Call it what you will, but Monday’s rout left pretty much no one unscathed. The headline numbers show a 7.6 percent drop for the Standard and Poor’s 500 Stock Index, where a broad swath of industries is represented.
For the tech-heavy Nasdaq, the percentage slide was only a bit better, at 7.3 percent.
Brick and Mortar a Bright Spot?
A bit more granular dive shows that at least some of the names in our PYMNTS coverage universe fared a bit better than the overall markets – among them, several brick-and-mortar giants that have a sizable presence in everything from groceries to toiletries to the coveted hand sanitizers.
The fact that Kroger was down 2.4 percent on the day and Dollar General was up on a worldwide rout speaks to the reality that investors are looking for a safe haven amid the turmoil. But it also illustrates that stockpiling has been a key driver of consumer activity, and is not likely to be a “pull forward” of demand.

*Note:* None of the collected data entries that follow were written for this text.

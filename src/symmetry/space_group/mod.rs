//! Space groups generated from Hall symbols, catalog entries or explicit operation lists.

use std::fmt;
use std::str::FromStr;

use indexmap::IndexMap;
use lazy_static::lazy_static;
use nalgebra::{Matrix4, Point3};
use serde::{Deserialize, Serialize};

use crate::symmetry::hall_symbol::{hall_lattice_equivalent, HallSymbol, LatticeKind};
use crate::symmetry::space_group_catalog::{SpaceGroupCatalog, SpaceGroupEntry};
use crate::symmetry::symmetry_error::SymmetryError;
use crate::symmetry::symmetry_operation::SymmetryOperation;
use crate::symmetry::twelfths::{dump_canonical_seitz, wrap_twelfths, xyz_from_matrix};


/// The name given to a group with no recognisable setting.
pub const UNSPECIFIED_NAME: &str = "spacegroup unspecified";

lazy_static! {
    /// Canonical Seitz lists of all catalog entries, in catalog order.
    static ref CATALOG_SEITZ_LISTS: Vec<Option<String>> = {
        log::debug!("Generating canonical Seitz lists for the space-group catalog...");
        SpaceGroupCatalog::get()
            .entries()
            .iter()
            .map(|entry| {
                SpaceGroup::from_catalog(entry.index)
                    .ok()
                    .map(|sg| sg.canonical_seitz_list())
            })
            .collect()
    };
}

/// Finds the first catalog entry whose canonical Seitz list equals `list`.
fn find_catalog_entry(list: &str) -> Option<usize> {
    CATALOG_SEITZ_LISTS
        .iter()
        .position(|s| s.as_deref() == Some(list))
}

// ==================
// Struct definitions
// ==================

/// A structure for a space group under construction or fully generated.
///
/// Operations are held with translations in twelfths and deduplicated by their canonical
/// strings. [`Self::finalise`] produces the public set of operations in cell fractions.
#[derive(Clone, Debug, Serialize, Deserialize)]
pub struct SpaceGroup {
    name: String,

    /// The catalog entry this group was built from, if any.
    catalog_index: Option<usize>,

    /// The catalog entry whose operation set equals that of this group, if one was found.
    matched_index: Option<usize>,

    hall: Option<HallSymbol>,

    /// The lattice type and centrosymmetry flag.
    lattice: Option<(LatticeKind, bool)>,

    /// Whether operations added by name have their translations centred.
    do_normalise: bool,

    operations: Vec<SymmetryOperation>,

    /// Every string under which an operation has been added, mapped to its position in
    /// [`Self::operations`].
    xyz_index: IndexMap<String, usize>,

    final_operations: Option<Vec<SymmetryOperation>>,
}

Canned goods, dry bulk items and cleaning supplies are likely to be in demand against a backdrop of virus-related activity that will go beyond the current quarter. (Toilet paper, we note, does not magically reappear on the roll, no matter how much your bathroom mates might assume so.)
For Monday, at least, those retail stalwarts shone, while online platforms proved to be down, but less so than general markets. If one looks toward “general” eCommerce platforms such as eBay and Etsy, where the range of goods on offer is deep and wide, those companies were down in the low single digits. An increasing number of companies are mandating that workers stay home to get the job done – might that mean there’s extra time to shop, point and click?
By way of contrast, Groupon slid more than 10 percent (albeit, every penny has an outsized impact when you’re a stock trading at around $1). The idea of connecting consumers with local merchants via virtual coupons may have relatively less appeal against a backdrop where any number of events – especially mass gatherings – could be shuttered.
Similarly, and also across the platform space, Uber plummeted by 11 percent, as the ride-hailing business also requires face-to-face interaction. The company said over the weekend that it would give sick leave to drivers diagnosed with the virus.
Payments-related firms – those that rely on transaction volumes to underpin growth – were off more than the general markets, down an average of more than 8 percent. Visa and Mastercard were off 8.7 percent and 9.1 percent, respectively, perhaps reflecting concerns about tourism and slight cuts to guidance for growth rates.
But as we noted in this space on Monday (March 9), trimming guidance is a long way from a decline, and there is a structural shift afoot in how people pay that seems to signal a tailwind moving forward. Discover Financial Services was down by more than 12 percent on the session, and we note that loan loss provisions have crept up amid general market worries about how long the market, and economic expansion, might last.
To be fair, the same pressures that come to bear on Discover also affect financial services brethren, as income generated on loan portfolios shrinks with lower rates. Bank of America and Citi were down in the mid-teen percentage rates as bonds rallied (shrinking rates) and stocks plunged.
Banks, of course, have traditionally been significant lenders to the energy sector, and with the price wars now in place within that vertical, on Monday, at least, it seemed there was nowhere to hide.